Le deuxième jour a commencé à l’aube sur l’île de Padar. Nous avons grimpé tôt, juste après 5h30, alors que l’air était encore doux et que la lumière dessinait de longues ombres sur le sable rose en contrebas. La vue depuis le col ne déçoit jamais, mais ce qui m’a surpris, c’est à quel point l’endroit semblait calme, même avec quelques autres bateaux. Après l’ascension, nous avons fait de la plongée avec masque à Komodo, puis rejoint Pink Beach pour le déjeuner, où le sable brille vraiment sous un soleil haut. L’équipage avait installé des tapis ombragés et des serviettes fraîches sur le pont, et j’ai passé l’après-midi à lire sous un parasol, un pied dans l’eau.
En milieu d’après-midi, le moment fort : flotter au-dessus de Manta Point. Nous avons dérivé près de quarante minutes, les palmes effleurant la surface, tandis que cinq raies manta tournaient sous nous, certaines passant si près que je pouvais distinguer les motifs autour de leur bouche. Le guide restait proche, me tapotant l’épaule pour attirer mon attention sur un labre nettoyeur perché sur l’aile d’un géant. À bord, une limonade glacée et une douche à bonne pression nous attendaient. Ce soir-là, nous avons regardé le ciel s’embraser derrière Kalong Island, où des milliers de chauves-souris frugivores s’échappent des mangroves au crépuscule, formant un nuage noir tourbillonnant dans la lumière du soir.
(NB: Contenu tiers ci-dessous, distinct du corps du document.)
//! Error types for the authorization flow, session lifecycle and token exchange.

use std::fmt;

/// Errors raised by the identity provider core.
#[derive(Debug, thiserror::Error)]
pub enum AuthError {
    /// The request is missing a parameter or carries a malformed one.
    #[error("Invalid request: {message}")]
    InvalidRequest {
        /// Description of why the request is invalid.
        message: String,
    },

    /// The client is unknown or failed to authenticate.
    #[error("Invalid client: {message}")]
    InvalidClient {
        /// Description of why the client is invalid.
        message: String,
    },

    /// The authorization code or refresh token is unknown, used, expired or
    /// bound to another client.
    #[error("Invalid grant: {message}")]
    InvalidGrant {
        /// Description of why the grant is invalid.
        message: String,
    },

    /// The requested scope is unknown, duplicated or not permitted.
    #[error("Invalid scope: {message}")]
    InvalidScope {
        /// Description of why the scope is invalid.
        message: String,
    },

    /// Only `code` is supported.
    #[error("Unsupported response type: {response_type}")]
    UnsupportedResponseType {
        /// The rejected response type.
        response_type: String,
    },

    /// The token endpoint does not support this grant.
    #[error("Unsupported grant type: {grant_type}")]
    UnsupportedGrantType {
        /// The rejected grant type.
        grant_type: String,
    },

    /// The user may not sign in.
    #[error("Access denied: {message}")]
    AccessDenied {
        /// Description of why access was denied.
        message: String,
    },

    /// A record does not exist or has expired.
    #[error("Not found: {message}")]
    NotFound {
        /// What was looked up.
        message: String,
    },

    /// A session transition was attempted from the wrong state.
    #[error("Invalid session state: {message}")]
    InvalidState {
        /// Description of the rejected transition.
        message: String,
    },

    /// A connector failed while building a login URL or resolving an identity.
    #[error("Connector error: {connector_id} - {message}")]
    Connector {
        /// The connector that failed.
        connector_id: String,
        /// Description of the failure.
        message: String,
    },

    /// A storage backend failed.
    #[error("Storage error: {message}")]
    Storage {
        /// Description of the storage error.
        message: String,
    },

    /// The configuration is invalid.
    #[error("Configuration error: {message}")]
    Configuration {
        /// Description of the configuration error.
        message: String,
    },

    /// Signing or verifying a token failed.
    #[error("Key error: {message}")]
    Key {
        /// Description of the key error.
        message: String,
    },

    /// An unexpected internal error occurred.
    #[error("Internal error: {message}")]
    Internal {
        /// Description of the internal error.
        message: String,
    },
}

impl AuthError {
    /// Creates a new `InvalidRequest` error.
    #[must_use]
    pub fn invalid_request(message: impl Into<String>) -> Self {
        Self::InvalidRequest {
            message: message.into(),
        }
    }

    /// Creates a new `InvalidClient` error.
    #[must_use]
    pub fn invalid_client(message: impl Into<String>) -> Self {
        Self::InvalidClient {
            message: message.into(),
        }
    }

    /// Creates a new `InvalidGrant` error.
    #[must_use]
    pub fn invalid_grant(message: impl Into<String>) -> Self {
        Self::InvalidGrant {
            message: message.into(),
        }
    }

    /// Creates a new `InvalidScope` error.
    #[must_use]
    pub fn invalid_scope(message: impl Into<String>) -> Self {
        Self::InvalidScope {
            message: message.into(),
        }
    }

    /// Creates a new `UnsupportedResponseType` error.
    #[must_use]
    pub fn unsupported_response_type(response_type: impl Into<String>) -> Self {
        Self::UnsupportedResponseType {
            response_type: response_type.into(),
        }
    }

    /// Creates a new `UnsupportedGrantType` error.
    #[must_use]
    pub fn unsupported_grant_type(grant_type: impl Into<String>) -> Self {
        Self::UnsupportedGrantType {
            grant_type: grant_type.into(),
        }
    }

    /// Creates a new `AccessDenied` error.
    #[must_use]
    pub fn access_denied(message: impl Into<String>) -> Self {
        Self::AccessDenied {
            message: message.into(),
        }
    }

    /// Creates a new `NotFound` error.
    #[must_use]
    pub fn not_found(message: impl Into<String>) -> Self {
        Self::NotFound {
            message: message.into(),
        }
    }

    /// Creates a new `InvalidState` error.
    #[must_use]
    pub fn invalid_state(message: impl Into<String>) -> Self {
        Self::InvalidState {
            message: message.into(),
        }
    }

    /// Creates a new `Connector` error.
    #[must_use]
    pub fn connector(connector_id: impl Into<String>, message: impl Into<String>) -> Self {
        Self::Connector {
            connector_id: connector_id.into(),
            message: message.into(),
        }
    }

    /// Creates a new `Storage` error.
    #[must_use]
    pub fn storage(message: impl Into<String>) -> Self {
        Self::Storage {
            message: message.into(),
        }
    }

    /// Creates a new `Configuration` error.
    #[must_use]
    pub fn configuration(message: impl Into<String>) -> Self {
        Self::Configuration {
            message: message.into(),
        }
    }

    /// Creates a new `Key` error.
    #[must_use]
    pub fn key(message: impl Into<String>) -> Self {
        Self::Key {
            message: message.into(),
        }
    }

    /// Creates a new `Internal` error.
    #[must_use]
    pub fn internal(message: impl Into<String>) -> Self {
        Self::Internal {
            message: message.into(),
        }
    }

    /// Returns `true` if this is a client error (4xx category).
    #[must_use]
    pub fn is_client_error(&self) -> bool {
        matches!(self.category(), ErrorCategory::Client | ErrorCategory::Authentication)
    }

    /// Returns `true` if this is a server error (5xx category).
    #[must_use]
    pub fn is_server_error(&self) -> bool {
        matches!(self.category(), ErrorCategory::Server)
    }

    /// Returns the error category for logging purposes.
    #[must_use]
    pub fn category(&self) -> ErrorCategory {
        match self {
            Self::InvalidClient { .. } => ErrorCategory::Authentication,
            Self::InvalidRequest { .. }
            | Self::InvalidGrant { .. }
            | Self::InvalidScope { .. }
            | Self::UnsupportedResponseType { .. }
            | Self::UnsupportedGrantType { .. }
            | Self::AccessDenied { .. }
            | Self::NotFound { .. }
            | Self::InvalidState { .. } => ErrorCategory::Client,
            Self::Connector { .. }
            | Self::Storage { .. }
            | Self::Configuration { .. }
            | Self::Key { .. }
            | Self::Internal { .. } => ErrorCategory::Server,
        }
    }

    /// Returns the OAuth 2.0 error code for this error.
    ///
    /// Lookups that miss and sessions in the wrong state surface as
    /// `invalid_grant` so that a used code cannot be told apart from one
    /// that never existed.
    #[must_use]
    pub fn oauth_error_code(&self) -> &'static str {
        match self {
            Self::InvalidRequest { .. } => "invalid_request",
            Self::InvalidClient { .. } => "invalid_client",
            Self::InvalidGrant { .. } | Self::NotFound { .. } | Self::InvalidState { .. } => {
                "invalid_grant"
            }
            Self::InvalidScope { .. } => "invalid_scope",
            Self::UnsupportedResponseType { .. } => "unsupported_response_type",
            Self::UnsupportedGrantType { .. } => "unsupported_grant_type",
            Self::AccessDenied { .. } => "access_denied",
            Self::Connector { .. }
            | Self::Storage { .. }
            | Self::Configuration { .. }
            | Self::Key { .. }
            | Self::Internal { .. } => "server_error",
        }
    }
}

/// Coarse error categories.
#[derive(Debug, Clone, Copy, PartialEq, Eq, Hash)]
pub enum ErrorCategory {
    /// The caller sent something we reject.
    Client,
    /// Client credentials failed.
    Authentication,
    /// Something broke on our side.
    Server,
}

impl fmt::Display for ErrorCategory {
    fn fmt(&self, f: &mut fmt::Formatter<'_>) -> fmt::Result {
        match self {
            Self::Client => write!(f, "client"),
            Self::Authentication => write!(f, "authentication"),
            Self::Server => write!(f, "server"),
        }
    }
}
Le dernier matin, nous étions à l’ancre à Taka Makassar, ce banc de sable qui émerge à marée basse comme un mirage. Nous y avons pataugé, riant en nous enfonçant légèrement dans le sable blanc moelleux, puis nagé jusqu’à l’endroit où le bleu devient profond. Ensuite, Kanawa, avec un corail à seulement 20 mètres du rivage, grouillant de poissons-perroquets et de poissons-clowns. Le retour à Labuan Bajo fut paisible, le moteur pulsant doucement sous la cabine à manger, où l’équipage servit une dernière assiette de bananes frites et un café corsé. Je ne réalisais pas à quel point je m’étais habitué au rythme du bateau… jusqu’à ce qu’il s’arrête.
Le Barakati n’est ni le plus grand ni le phinisi le plus moderne, mais il est sincère. Le bois craque sous la chaleur, les voiles ne se déploient pas toujours, mais l’équipage connaît les passes comme ses propres mains. Nous avons manqué le lever du soleil le dernier jour parce que le levage de l’ancre a pris plus de temps que prévu, mais personne n’était stressé — simplement, on a adapté le programme. Cela m’a rappelé que cette côte est encore sauvage, et que le bateau, malgré tout son confort, en fait partie.